We pitched our tents in the shelter of the woods and tried to cover them with spruce boughs. We used stones for fireplaces. Our tents had no floors but the ground… how we lived through that winter, I barely know…

There are many tales of the hardships faced by New Brunswick Loyalists. After that first hard winter of 1783, however, most New Brunswick Loyalists probably took the attitude expressed by Edward Winslow, just being pleased not to be ” in danger of starving, freezing, or being blown into the Bay of Fundy”
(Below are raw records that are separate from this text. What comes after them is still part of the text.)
mod common;

use std::sync::Arc;
use std::time::Duration;

use async_trait::async_trait;
use tokio::sync::Mutex;
use tokio_test::{assert_err, assert_ok};
use uuid::Uuid;

use dubline::error::{DublineError, ErrorKind};
use dubline::jobs::{
    InMemoryJobRepository, Job, JobId, JobKind, JobPayload, JobQueue, JobRepository, JobRunner,
    JobStatus, JobWorker,
};
use dubline::notify::Notifier;
use dubline::pipeline::{DubRequest, NoopListener, Stage, StageListener};
use dubline::workspace::{ArtifactKind, RunWorkspace};

use common::*;

fn request() -> DubRequest {
    DubRequest {
        url: "https://www.youtube.com/watch?v=abc123".to_string(),
        language: "Hindi".to_string(),
        voice: "female".to_string(),
    }
}

#[derive(Default)]
struct RecordingListener {
    stages: Mutex<Vec<Stage>>,
}

#[async_trait]
impl StageListener for RecordingListener {
    async fn on_stage(&self, stage: Stage) {
        self.stages.lock().await.push(stage);
    }
}

#[tokio::test]
async fn three_segments_produce_three_dialogues_and_gapped_track() {
    let root = assert_fs::TempDir::new().unwrap();
    let workspace = RunWorkspace::create(root.path(), Uuid::new_v4()).await.unwrap();
    let listener = RecordingListener::default();

    let pipeline = pipeline(FakeMedia::default(), FakeTranslator { fail_on: None });
    let outcome = pipeline.run(&request(), &workspace, &listener).await.unwrap();

    assert_eq!(outcome.language, "hi");
    assert!(outcome.warnings.is_empty());
    let translated: Vec<&str> = outcome.segments.iter().map(|s| s.translated_text.as_str()).collect();
    assert_eq!(translated, vec!["HELLO", "WORLD", "!"]);

    let subtitles = outcome.artifact(ArtifactKind::Subtitles).unwrap();
    let script = std::fs::read_to_string(&subtitles.path).unwrap();
    let dialogue: Vec<&str> = script.lines().filter(|l| l.starts_with("Dialogue:")).collect();
    assert_eq!(
        dialogue,
        vec![
            "Dialogue: 0,00:00:00.000,00:00:02.000,Default,HELLO",
            "Dialogue: 0,00:00:02.000,00:00:05.000,Default,WORLD",
            "Dialogue: 0,00:00:05.000,00:00:05.500,Default,!",
        ]
    );

    let dubbed = outcome.artifact(ArtifactKind::DubbedAudio).unwrap();
    let reader = hound::WavReader::open(&dubbed.path).unwrap();
    assert_eq!(reader.spec().sample_rate, SAMPLE_RATE);
    assert_eq!(
        reader.len() as usize,
        sped_up_len(5) + sped_up_len(5) + sped_up_len(1) + 3 * GAP_SAMPLES
    );

    assert!(outcome.artifact(ArtifactKind::FinalVideo).is_some());
    assert!(outcome.artifact(ArtifactKind::SubtitledVideo).is_none());
    assert!(outcome.artifacts.iter().all(|a| a.path.starts_with(workspace.dir())));

    assert_eq!(
        *listener.stages.lock().await,
        vec![
            Stage::Acquiring,
            Stage::ExtractingAudio,
            Stage::Transcribing,
            Stage::Translating,
            Stage::Synthesizing,
            Stage::GeneratingSubtitles,
            Stage::Muxing,
            Stage::Done,
        ]
    );
}

#[tokio::test]
async fn translation_failure_on_second_segment_leaves_no_outputs() {
    let root = assert_fs::TempDir::new().unwrap();
    let workspace = RunWorkspace::create(root.path(), Uuid::new_v4()).await.unwrap();

    let pipeline = pipeline(FakeMedia::default(), FakeTranslator { fail_on: Some("world") });
    let err = pipeline.run(&request(), &workspace, &NoopListener).await.unwrap_err();

    match &err {
        DublineError::Translation { segment, message, .. } => {
            assert_eq!(*segment, Some(2));
            assert!(message.contains("world"));
        }
        other => panic!("unexpected error: {other}"),
    }
    assert_eq!(err.kind(), ErrorKind::Translation);
    assert!(!workspace.artifact(ArtifactKind::Subtitles).exists());
    assert!(!workspace.artifact(ArtifactKind::DubbedAudio).exists());
    assert!(!workspace.artifact(ArtifactKind::FinalVideo).exists());
}

#[tokio::test]
async fn mux_failure_is_reported_as_warning() {
    let root = assert_fs::TempDir::new().unwrap();
    let workspace = RunWorkspace::create(root.path(), Uuid::new_v4()).await.unwrap();

    let pipeline = pipeline(FakeMedia::failing_mux(), FakeTranslator { fail_on: None });
    let outcome = assert_ok!(pipeline.run(&request(), &workspace, &NoopListener).await);

    assert_eq!(outcome.warnings.len(), 1);
    assert!(outcome.warnings[0].contains("ffmpeg exited"));
    assert!(outcome.artifact(ArtifactKind::FinalVideo).is_none());
    assert!(outcome.artifact(ArtifactKind::Subtitles).is_some());
}

#[tokio::test]
async fn burn_in_adds_subtitled_video() {
    let root = assert_fs::TempDir::new().unwrap();
    let workspace = RunWorkspace::create(root.path(), Uuid::new_v4()).await.unwrap();

    let pipeline =
        pipeline(FakeMedia::default(), FakeTranslator { fail_on: None }).with_burn_subtitles(true);
    let outcome = pipeline.run(&request(), &workspace, &NoopListener).await.unwrap();
    assert!(outcome.artifact(ArtifactKind::SubtitledVideo).is_some());

    let delivered: Vec<ArtifactKind> = outcome.deliverables().iter().map(|a| a.kind).collect();
    assert_eq!(
        delivered,
        vec![
            ArtifactKind::FinalVideo,
            ArtifactKind::SubtitledVideo,
            ArtifactKind::Subtitles
        ]
    );
}

#[tokio::test]
async fn dependency_check_covers_every_external_service() {
    let pipeline = pipeline(FakeMedia::default(), FakeTranslator { fail_on: None });
    let versions = pipeline.check_dependencies().await.unwrap();
    assert_eq!(versions, vec!["ffmpeg fake", "yt-dlp fake", "tts fake"]);
}

#[tokio::test]
async fn runs_do_not_share_files() {
    let root = assert_fs::TempDir::new().unwrap();
    let first = RunWorkspace::create(root.path(), Uuid::new_v4()).await.unwrap();
    let second = RunWorkspace::create(root.path(), Uuid::new_v4()).await.unwrap();

    let pipeline = pipeline(FakeMedia::default(), FakeTranslator { fail_on: None });
    let (request_a, request_b) = (request(), request());
    let (a, b) = tokio::join!(
        pipeline.run(&request_a, &first, &NoopListener),
        pipeline.run(&request_b, &second, &NoopListener)
    );
    let (a, b) = (a.unwrap(), b.unwrap());

    assert_ne!(first.dir(), second.dir());
    let sub_a = a.artifact(ArtifactKind::Subtitles).unwrap();
    let sub_b = b.artifact(ArtifactKind::Subtitles).unwrap();
    assert_ne!(sub_a.path, sub_b.path);
    assert!(sub_a.exists() && sub_b.exists());
}

#[tokio::test]
async fn invalid_requests_fail_before_download() {
    let root = assert_fs::TempDir::new().unwrap();
    let workspace = RunWorkspace::create(root.path(), Uuid::new_v4()).await.unwrap();
    let pipeline = pipeline(FakeMedia::default(), FakeTranslator { fail_on: None });

    let bad_url = DubRequest {
        url: "ftp://example.org/video".to_string(),
        ..request()
    };
    let err = assert_err!(pipeline.run(&bad_url, &workspace, &NoopListener).await);
    assert_eq!(err.kind(), ErrorKind::Validation);

    let bad_voice = DubRequest {
        language: "French".to_string(),
        voice: "male".to_string(),
        ..request()
    };
    let err = assert_err!(pipeline.run(&bad_voice, &workspace, &NoopListener).await);
    assert_eq!(err.kind(), ErrorKind::Validation);
    assert!(!workspace.artifact(ArtifactKind::SourceVideo).exists());
}

async fn wait_for_terminal(repository: &Arc<dyn JobRepository>, id: JobId) -> Job {
    for _ in 0..200 {
        if let Some(job) = repository.get(id).await.unwrap() {
            if job.status.is_terminal() {
                return job;
            }
        }
        tokio::time::sleep(Duration::from_millis(10)).await;
    }
    panic!("job {id} did not finish");
}

#[tokio::test]
async fn worker_runs_dub_and_summary_jobs() {
    let root = assert_fs::TempDir::new().unwrap();
    let repository: Arc<dyn JobRepository> = Arc::new(InMemoryJobRepository::new());
    let (queue, receiver) = JobQueue::channel(8, Arc::clone(&repository));

    let runner = JobRunner {
        pipeline: Arc::new(pipeline(FakeMedia::default(), FakeTranslator { fail_on: None })),
        summarizer: Arc::new(summarizer()),
        repository: Arc::clone(&repository),
        notifier: None,
        workspace_root: root.path().to_path_buf(),
        keep_artifacts: false,
    };
    tokio::spawn(JobWorker::new(receiver, runner, 2).run());

    let dub = Job::new(JobId::new(), JobKind::Dub);
    queue
        .reserve()
        .unwrap()
        .submit(
            &dub,
            JobPayload::Dub {
                request: request(),
                email: Some("teacher@school.in".to_string()),
            },
        )
        .await
        .unwrap();

    let summary = Job::new(JobId::new(), JobKind::Summarize);
    queue
        .reserve()
        .unwrap()
        .submit(
            &summary,
            JobPayload::Summarize {
                url: "https://youtu.be/abc".to_string(),
                language: Some("mr".to_string()),
            },
        )
        .await
        .unwrap();

    let dub = wait_for_terminal(&repository, dub.id).await;
    assert_eq!(dub.status, JobStatus::Completed);
    assert!(dub.warnings.iter().any(|w| w.contains("mail delivery is disabled")));
    assert!(dub.artifacts.iter().any(|a| a.kind == ArtifactKind::FinalVideo));
    // undelivered results stay on disk
    assert!(root.path().join(dub.id.to_string()).is_dir());

    let summary = wait_for_terminal(&repository, summary.id).await;
    assert_eq!(summary.status, JobStatus::Completed);
    assert_eq!(
        summary.translated_summary.as_deref(),
        Some("SUMMARY OF: HELLO WORLD !")
    );
    assert!(!root.path().join(summary.id.to_string()).exists());
}

#[tokio::test]
async fn worker_records_failure_kind() {
    let root = assert_fs::TempDir::new().unwrap();
    let repository: Arc<dyn JobRepository> = Arc::new(InMemoryJobRepository::new());
    let (queue, receiver) = JobQueue::channel(2, Arc::clone(&repository));

    let runner = JobRunner {
        pipeline: Arc::new(pipeline(FakeMedia::default(), FakeTranslator { fail_on: Some("world") })),
        summarizer: Arc::new(summarizer()),
        repository: Arc::clone(&repository),
        notifier: None,
        workspace_root: root.path().to_path_buf(),
        keep_artifacts: false,
    };
    tokio::spawn(JobWorker::new(receiver, runner, 1).run());

    let job = Job::new(JobId::new(), JobKind::Dub);
    queue
        .reserve()
        .unwrap()
        .submit(&job, JobPayload::Dub { request: request(), email: None })
        .await
        .unwrap();

    let job = wait_for_terminal(&repository, job.id).await;
    assert_eq!(job.status, JobStatus::Failed);
    assert_eq!(job.error_kind, Some(ErrorKind::Translation));
    assert!(job.error_message.unwrap().contains("segment 2"));
    assert!(!root.path().join(job.id.to_string()).exists());
}

fn dub_runner(
    root: &assert_fs::TempDir,
    repository: &Arc<dyn JobRepository>,
    notifier: Arc<RecordingNotifier>,
) -> JobRunner {
    JobRunner {
        pipeline: Arc::new(
            pipeline(FakeMedia::default(), FakeTranslator { fail_on: None }).with_burn_subtitles(true),
        ),
        summarizer: Arc::new(summarizer()),
        repository: Arc::clone(repository),
        notifier: Some(notifier as Arc<dyn Notifier>),
        workspace_root: root.path().to_path_buf(),
        keep_artifacts: false,
    }
}

async fn submit_dub(queue: &JobQueue) -> JobId {
    let job = Job::new(JobId::new(), JobKind::Dub);
    queue
        .reserve()
        .unwrap()
        .submit(
            &job,
            JobPayload::Dub {
                request: request(),
                email: Some("teacher@school.in".to_string()),
            },
        )
        .await
        .unwrap()
}

#[tokio::test]
async fn delivered_job_mails_burned_in_video_then_removes_run_dir() {
    let root = assert_fs::TempDir::new().unwrap();
    let repository: Arc<dyn JobRepository> = Arc::new(InMemoryJobRepository::new());
    let (queue, receiver) = JobQueue::channel(2, Arc::clone(&repository));
    let notifier = Arc::new(RecordingNotifier::default());
    tokio::spawn(JobWorker::new(receiver, dub_runner(&root, &repository, Arc::clone(&notifier)), 1).run());

    let id = submit_dub(&queue).await;
    let job = wait_for_terminal(&repository, id).await;

    assert_eq!(job.status, JobStatus::Completed);
    let deliveries = notifier.delivered();
    assert_eq!(deliveries.len(), 1);
    let (recipient, kinds) = &deliveries[0];
    assert_eq!(recipient, "teacher@school.in");
    assert!(kinds.contains(&ArtifactKind::SubtitledVideo));
    assert!(kinds.contains(&ArtifactKind::FinalVideo));
    assert!(kinds.contains(&ArtifactKind::Subtitles));
    assert!(!root.path().join(id.to_string()).exists());
}

#[tokio::test]
async fn failed_delivery_fails_job_and_keeps_run_dir() {
    let root = assert_fs::TempDir::new().unwrap();
    let repository: Arc<dyn JobRepository> = Arc::new(InMemoryJobRepository::new());
    let (queue, receiver) = JobQueue::channel(2, Arc::clone(&repository));
    let notifier = Arc::new(RecordingNotifier::failing());
    tokio::spawn(JobWorker::new(receiver, dub_runner(&root, &repository, Arc::clone(&notifier)), 1).run());

    let id = submit_dub(&queue).await;
    let job = wait_for_terminal(&repository, id).await;

    assert_eq!(job.status, JobStatus::Failed);
    assert_eq!(job.error_kind, Some(ErrorKind::Delivery));
    assert!(notifier.delivered().is_empty());
    let run_dir = root.path().join(id.to_string());
    assert!(run_dir.join(ArtifactKind::SubtitledVideo.file_name()).is_file());
}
The Loyalists wished to separate from Nova Scotia; they felt that the government represented the Yankee population who had been sympathetic to the now Americans. The British administrators felt that the capital, Halifax, was too far away from the developing territory to allow proper governance. Thus, on 16 August 1784, the colony of New Brunswick was created, with Sir Thomas Carleton as its first governor.

Among this group, was the family of my 5th g-grandfather, William Boone.

boone tree


William Boone was likely born to Mary Wightman and Samuel Boone, a Loyalist who was captured at Manor St George on Long Island by Major Bemjamin Tallmadge and taken as a prisoner to Camp Security in Lancaster County, Pennsylvania (Peter Force Papers, Series IX, Reel 105, p. 334), where he likely died, perhaps during the fever outbreak that hit the camp in 1782/3 killing many (history here) .

In the book Graveyards of North Kingstown, Rhode Island by Althea H. McAleer, is a transcription of Mary (Wightman) Boone’s tombstone, from work done by Harris, who visited on 28 Feb 1880, and referred to the cemetery as the “Old Boone Yard.”

“ Here lies interred Mary Boone consort of Samuel Boone Esq. He lies interred at Lemchester [likely Lancaster].  She died Sept. 12, 1782 in the 68th year of her age.”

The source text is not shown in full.